Martins has won top prizes at the Concert Artists Guild/Young Classical Artists Trust International Auditions, the Sphinx Competition, the David Popper International Cello Competition, the International Tchaikovsky Competition for Young Musicians, and the Schadt String Competition, as well as the Orford Music Award and the Prague Spring Czech Music Fund Prize. His recent performances include London’s Wigmore Hall, Moscow Conservatory’s Great Hall, Montreal’s Maison Symphonique, and appearances with multiple symphony orchestras in the United States. Strad Magazine declared his January New York City recital debut “a deeply moving experience…flawlessly played,” and Classic FM named him one of their “30 under 30” rising stars.
Martins, of American and Brazilian heritage, grew up in Bloomington, Indiana, playing the cello from the age of five. As a Presidential Scholar at the University of Southern California Thornton School of Music, he studied with Ralph Kirshbaum, then earned a master’s degree at the New England Conservatory of Music with Laurence Lesser. He lives in South Carolina with his partner, violinist Geneva Lewis, who debuted here in January. He plays a Francesco Ruggieri cello made in Cremona around 1690, and a François Nicolas Voirin bow made in Paris around 1880.
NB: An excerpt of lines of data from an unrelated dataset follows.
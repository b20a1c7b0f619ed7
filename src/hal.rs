//! ==============================================================================
//! hal.rs - sensor capability
//! ==============================================================================
//!
//! purpose:
//!     the trigger/read interface the sampler drives, plus the `Dht22` that
//!     implements it. abstracts away the difference between running on a real
//!     Raspberry Pi and a development machine (using a mock).
//!
//! design philosophy:
//!     - "Compile Anywhere": the host builds on Windows/Mac/Linux by default.
//!     - the real driver only exists with `--features hardware`.
//!
//! relationships:
//!     - used by: sampler.rs (owns the capability), main.rs (opens it)
//!     - uses: rppal (on feature="hardware"), gpio.rs (python driver)
//!
//! ==============================================================================

use crate::error::Result;

/// trigger a measurement, then read the two halves of it
///
/// calls may block; the sampler runs them on the blocking pool. `temperature`
/// and `humidity` are only meaningful after `trigger` plus the settle delay.
pub trait SensorCapability: Send {
    fn trigger(&mut self) -> Result<()>;
    fn temperature(&mut self) -> Result<f64>;
    fn humidity(&mut self) -> Result<f64>;
}

// ==============================================================================================
// MOCK IMPLEMENTATION (For WSL / Non-Hardware Build)
// ==============================================================================================
#[cfg(not(feature = "hardware"))]
pub struct Dht22 {
    pin: u8,
    cycle: u32,
}

#[cfg(not(feature = "hardware"))]
impl Dht22 {
    pub fn open(pin: u8) -> Result<Self> {
        // served readings are fake: make a misbuilt deployment obvious in the logs
        tracing::warn!(pin, "Using MOCK DHT22 (No hardware access, built without --features hardware)");
        Ok(Self { pin, cycle: 0 })
    }
}

#[cfg(not(feature = "hardware"))]
impl SensorCapability for Dht22 {
    fn trigger(&mut self) -> Result<()> {
        self.cycle = self.cycle.wrapping_add(1);
        tracing::debug!("[MOCK DHT22] Trigger on pin {}", self.pin);
        Ok(())
    }

    fn temperature(&mut self) -> Result<f64> {
        // drifts between 21.0 and 21.9 so consecutive readings differ
        Ok(21.0 + f64::from(self.cycle % 10) / 10.0)
    }

    fn humidity(&mut self) -> Result<f64> {
        Ok(48.0)
    }
}

// ==============================================================================================
// REAL IMPLEMENTATION (For Raspberry Pi)
// ==============================================================================================
#[cfg(feature = "hardware")]
pub struct Dht22 {
    pin: u8,
    pending: Option<std::process::Child>,
    measurement: Option<(f64, f64)>,
}

#[cfg(feature = "hardware")]
impl Dht22 {
    /// check pin access and the python driver
    ///
    /// failure here is `DriverUnavailable`; the host refuses to start.
    pub fn open(pin: u8) -> Result<Self> {
        use crate::error::SensorError;
        use rppal::gpio::Gpio;

        let gpio = Gpio::new().map_err(|e| SensorError::DriverUnavailable(format!("gpio: {}", e)))?;
        // the pin handle is released again; the python driver claims it per measurement
        gpio.get(pin)
            .map_err(|e| SensorError::DriverUnavailable(format!("gpio pin {}: {}", pin, e)))?;
        crate::gpio::check_driver()?;

        tracing::info!(pin, "Using REAL DHT22 (rppal + adafruit_dht)");
        Ok(Self { pin, pending: None, measurement: None })
    }

    fn measurement(&mut self) -> Result<(f64, f64)> {
        if let Some(m) = self.measurement {
            return Ok(m);
        }
        let child = self.pending.take().ok_or_else(|| {
            crate::error::SensorError::ReadFailure("read before trigger".into())
        })?;
        let m = crate::gpio::collect(child)?;
        self.measurement = Some(m);
        Ok(m)
    }
}

#[cfg(feature = "hardware")]
impl SensorCapability for Dht22 {
    fn trigger(&mut self) -> Result<()> {
        if let Some(mut stale) = self.pending.take() {
            // a previous cycle failed before collecting; don't leave it running
            let _ = stale.kill();
            let _ = stale.wait();
        }
        self.measurement = None;
        self.pending = Some(crate::gpio::spawn_measurement(self.pin)?);
        Ok(())
    }

    fn temperature(&mut self) -> Result<f64> {
        self.measurement().map(|(t, _)| t)
    }

    fn humidity(&mut self) -> Result<f64> {
        self.measurement().map(|(_, h)| h)
    }
}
He’ll play a deeply romantic program, starting with Schubert’s Sonata in A minor, “Arpeggione.” In his last years, the terminally ill Schubert composed his most sublime masterpieces, including this sonata for his friend Vincenz Schuster, an arpeggione virtuoso. A six-stringed cross between cello and guitar, the arpeggione did not endure, but the sonata did, played now on the four-stringed cello.
Next up will be Mendelssohn’s Sonata No. 2 in D Major, dedicated to the Russian-Polish cellist Count Mateusz Wielhorski. The third of the sonata’s four movements mirrors Mendelssohn’s continuing fascination with the music of Bach, which he had resurrected from obscurity by rediscovering the manuscript of the “St. Matthew Passion” and presenting it to an enthusiastic public.
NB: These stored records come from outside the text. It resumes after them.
//! ==============================================================================
//! main.rs - dht22 host entry point
//! ==============================================================================
//!
//! purpose:
//!     samples one dht22 temperature/humidity sensor on a gpio pin, keeps the
//!     latest reading in memory, and serves it as json to other processes
//!     (the thermostat controller, a dashboard, curl).
//!
//! responsibilities:
//!     - load configuration and initialize logging
//!     - acquire the sensor (fatal if the driver is missing)
//!     - run the sampling loop in the background
//!     - serve the reading and health endpoints
//!
//! architecture:
//!
//!     ┌──────────────────────────────────────────────────────────────┐
//!     │                     rust host (this file)                    │
//!     │  ┌─────────────┐    ┌──────────────┐    ┌────────────────┐   │
//!     │  │  sampler    │───▶│ shared store │◀───│  query + http  │   │
//!     │  │ (60s cycle) │    │   (mutex)    │    │  (port 5000)   │   │
//!     │  └──────┬──────┘    └──────────────┘    └────────────────┘   │
//!     │         │ trigger / read (blocking pool)                      │
//!     └─────────┼────────────────────────────────────────────────────┘
//!               ▼
//!         ┌─────────────┐
//!         │ dht22 (hal) │  mock by default, rppal + adafruit_dht with
//!         └─────────────┘  --features hardware
//!
//! startup order:
//!     config → logging → sensor → sampler → grace period → http.
//!     the first queries may still report "starting": the grace period does
//!     not wait for a successful cycle.
//!
//! ==============================================================================

mod clock;
mod config;
mod domain;
mod error;
mod gpio;
mod hal;
mod query;
mod sampler;
mod server;
mod store;

use std::sync::Arc;

use anyhow::{Context, Result};
use tracing_subscriber::EnvFilter;

use crate::clock::{Clock, SystemClock};
use crate::store::{ReadingStore, SharedReadingStore};

#[tokio::main]
async fn main() -> Result<()> {
    // step 1: load configuration
    let (config, source) = config::HostConfig::discover()?;

    // step 2: logging - RUST_LOG wins over the config file
    let filter = EnvFilter::try_from_default_env()
        .or_else(|_| EnvFilter::try_new(&config.logging.level))
        .context("invalid logging.level")?;
    tracing_subscriber::fmt().with_env_filter(filter).init();

    tracing::info!("===========================================================");
    tracing::info!("  DHT22 Host - {}", env!("CARGO_PKG_VERSION"));
    tracing::info!("===========================================================");
    match &source {
        Some(path) => tracing::info!("[CONFIG] Loaded from {}", path.display()),
        None => tracing::warn!("[CONFIG] No config file found - using defaults"),
    }
    config.log_summary();

    // step 3: acquire the sensor; without it there is nothing to serve
    let sensor = acquire_sensor(config.sensor.gpio_pin, hal::Dht22::open)?;

    // step 4: shared state, injected into both sides
    let store: Arc<dyn ReadingStore> = Arc::new(SharedReadingStore::new());
    let clock: Arc<dyn Clock> = Arc::new(SystemClock);

    // step 5: sampler in background
    let sampler = sampler::Sampler::new(
        sensor,
        store.clone(),
        clock.clone(),
        config.settle_delay(),
        config.reading_interval(),
    )
    .show_data(config.logging.show_sensor_data);
    tokio::spawn(sampler.run());

    // step 6: give the first cycle a head start, then serve
    tokio::time::sleep(config.startup_grace()).await;

    let query = query::ReadingQuery::new(store, clock, config.stale_after_seconds());
    server::serve(&config.bind_addr(), query).await
}

/// open the sensor or fail startup; `main` returning the error exits non-zero
fn acquire_sensor<S>(pin: u8, open: impl FnOnce(u8) -> error::Result<S>) -> Result<S> {
    match open(pin) {
        Ok(sensor) => {
            tracing::info!("[STARTUP] ✓ DHT22 ready on GPIO{}", pin);
            Ok(sensor)
        }
        Err(e) => {
            tracing::error!("[ERROR] Fatal: {}", e);
            Err(e).context("failed to initialize the sensor driver")
        }
    }
}

#[cfg(test)]
mod tests {
    use super::*;
    use crate::error::SensorError;

    #[test]
    fn missing_driver_fails_startup() {
        let result: Result<()> = acquire_sensor(4, |_| {
            Err(SensorError::DriverUnavailable("adafruit_dht not importable".into()))
        });
        let err = result.unwrap_err();

        assert_eq!(
            err.downcast_ref::<SensorError>(),
            Some(&SensorError::DriverUnavailable("adafruit_dht not importable".into()))
        );
        let chain = format!("{:#}", err);
        assert!(chain.contains("failed to initialize the sensor driver"), "{chain}");
        assert!(chain.contains("adafruit_dht not importable"), "{chain}");
    }

    #[test]
    fn opener_gets_configured_pin() {
        let pin = acquire_sensor(17, |pin| Ok(pin)).unwrap();
        assert_eq!(pin, 17);
    }
}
After the intermission, we’ll hear Schumann’s Fantasiestücke, or “Fantasy Pieces,” composed in two days, originally for clarinet and piano. Schumann liked the title—which suggests a Romantic lack of formal restriction—so much that he used it for two other piano pieces.
Lastly, we’ll hear Brahms’ Sonata No. 2 in F Major, written for, dedicated to, and premiered by Robert Hausmann, the cellist of Joseph Joachim’s String Quartet. At her January concert for Pro Musica, Geneva Lewis played the priceless Stradivarius violin on which Joachim himself had premiered Brahms’ Violin Concerto. The bold, fiery, passionate, heroic first theme of Sonata No. 2 is the epitome of Romanticism.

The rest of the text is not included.